**Work instruction**
From the entries below, copy every line holding the word "Option".

##########

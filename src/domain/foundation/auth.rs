//! Authentication types for the domain layer.
//!
//! These types describe the outcome of a social login from the application's
//! point of view. They have **no toolkit dependencies**: whichever social
//! login library backs the ports, results are expressed with these types.
//!
//! # Design Decisions
//!
//! - `AccountNotConnected` is the single failure type for provider
//!   interactions, always tagged with the provider that failed
//! - `AuthError` is application-centric, not provider-specific
//! - Types are `Clone` for easy use in request handlers

use serde::{Deserialize, Serialize};
use thiserror::Error;

use super::{ProviderError, ProviderErrorCode, ProviderName, UserId};

/// Application user resolved from a social login.
///
/// Produced by the `SocialUserProvider` port once a provider profile has
/// been fetched, then injected into request extensions.
#[derive(Debug, Clone, PartialEq, Eq, Serialize, Deserialize)]
pub struct AuthenticatedUser {
    /// The application's identifier for this user.
    pub id: UserId,

    /// Username, usually the cleaned provider display name.
    pub username: String,

    /// Email address if the provider shared one.
    pub email: Option<String>,
}

impl AuthenticatedUser {
    /// Creates a new authenticated user.
    pub fn new(id: UserId, username: impl Into<String>, email: Option<String>) -> Self {
        Self {
            id,
            username: username.into(),
            email,
        }
    }
}

/// A third-party provider interaction failed or was cancelled.
///
/// Built once at the raise site with every field set. Callers branch on
/// [`provider`](Self::provider) instead of parsing messages.
#[derive(Debug, Clone, PartialEq, Eq, Error)]
#[error("Account not connected with {provider}: {source}")]
pub struct AccountNotConnected {
    provider: ProviderName,
    code: ProviderErrorCode,
    #[source]
    source: ProviderError,
}

impl AccountNotConnected {
    /// Wraps a toolkit failure for the given provider.
    pub fn new(provider: ProviderName, source: ProviderError) -> Self {
        Self {
            provider,
            code: source.code,
            source,
        }
    }

    /// The provider whose interaction failed.
    pub fn provider(&self) -> &ProviderName {
        &self.provider
    }

    /// The toolkit error code.
    pub fn code(&self) -> ProviderErrorCode {
        self.code
    }

    /// The underlying toolkit error.
    pub fn cause(&self) -> &ProviderError {
        &self.source
    }
}

/// Authentication errors surfaced to the HTTP layer.
#[derive(Debug, Clone, Error)]
pub enum AuthError {
    /// The provider interaction failed or the user cancelled it.
    #[error(transparent)]
    AccountNotConnected(#[from] AccountNotConnected),

    /// The provider profile does not map to any application user.
    #[error("User not found")]
    UserNotFound,

    /// The stored session state could not be used.
    #[error("Invalid session")]
    InvalidSession,

    /// A backing service (session store, user lookup) is unavailable.
    #[error("Auth service unavailable: {0}")]
    ServiceUnavailable(String),
}

impl AuthError {
    /// Creates a service unavailable error with a message.
    pub fn service_unavailable(message: impl Into<String>) -> Self {
        Self::ServiceUnavailable(message.into())
    }

    /// Returns true if the user should be sent back to the login page.
    pub fn requires_reauthentication(&self) -> bool {
        matches!(
            self,
            AuthError::AccountNotConnected(_) | AuthError::UserNotFound | AuthError::InvalidSession
        )
    }

    /// Returns true if this is a transient error that may succeed on retry.
    pub fn is_transient(&self) -> bool {
        matches!(self, AuthError::ServiceUnavailable(_))
    }

    /// The provider involved, if the error concerns one.
    pub fn provider(&self) -> Option<&ProviderName> {
        match self {
            AuthError::AccountNotConnected(e) => Some(e.provider()),
            _ => None,
        }
    }
}

#[cfg(test)]
mod tests {
    use super::*;
    use std::error::Error as _;

    fn facebook() -> ProviderName {
        ProviderName::new("Facebook").unwrap()
    }

    #[test]
    fn authenticated_user_new_keeps_fields() {
        let user = AuthenticatedUser::new(
            UserId::new("user-123").unwrap(),
            "JohnDoe",
            Some("john@example.com".to_string()),
        );

        assert_eq!(user.id.as_str(), "user-123");
        assert_eq!(user.username, "JohnDoe");
        assert_eq!(user.email.as_deref(), Some("john@example.com"));
    }

    #[test]
    fn account_not_connected_carries_all_fields() {
        let err = AccountNotConnected::new(
            facebook(),
            ProviderError::authentication_failed("User cancelled"),
        );

        assert_eq!(err.provider().as_str(), "Facebook");
        assert_eq!(err.code(), ProviderErrorCode::AuthenticationFailed);
        assert_eq!(err.cause().message, "User cancelled");
    }

    #[test]
    fn account_not_connected_exposes_source() {
        let err = AccountNotConnected::new(
            facebook(),
            ProviderError::profile_request_failed("timeout"),
        );

        let source = err.source().expect("source should be set");
        assert_eq!(source.to_string(), "[PROFILE_REQUEST_FAILED] timeout");
    }

    #[test]
    fn account_not_connected_displays_provider() {
        let err = AccountNotConnected::new(
            facebook(),
            ProviderError::authentication_failed("denied"),
        );
        assert_eq!(
            err.to_string(),
            "Account not connected with Facebook: [AUTHENTICATION_FAILED] denied"
        );
    }

    #[test]
    fn auth_error_requires_reauthentication() {
        let not_connected = AuthError::from(AccountNotConnected::new(
            facebook(),
            ProviderError::authentication_failed("denied"),
        ));

        assert!(not_connected.requires_reauthentication());
        assert!(AuthError::UserNotFound.requires_reauthentication());
        assert!(AuthError::InvalidSession.requires_reauthentication());
        assert!(!AuthError::service_unavailable("down").requires_reauthentication());
    }

    #[test]
    fn auth_error_is_transient_for_service_errors() {
        assert!(AuthError::service_unavailable("timeout").is_transient());
        assert!(!AuthError::UserNotFound.is_transient());
    }

    #[test]
    fn auth_error_provider_only_for_provider_failures() {
        let err = AuthError::from(AccountNotConnected::new(
            facebook(),
            ProviderError::authentication_failed("denied"),
        ));
        assert_eq!(err.provider(), Some(&facebook()));
        assert_eq!(AuthError::UserNotFound.provider(), None);
    }
}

##########

**Answer box**
    pub email: Option<String>,
    pub fn new(id: UserId, username: impl Into<String>, email: Option<String>) -> Self {
    pub fn provider(&self) -> Option<&ProviderName> {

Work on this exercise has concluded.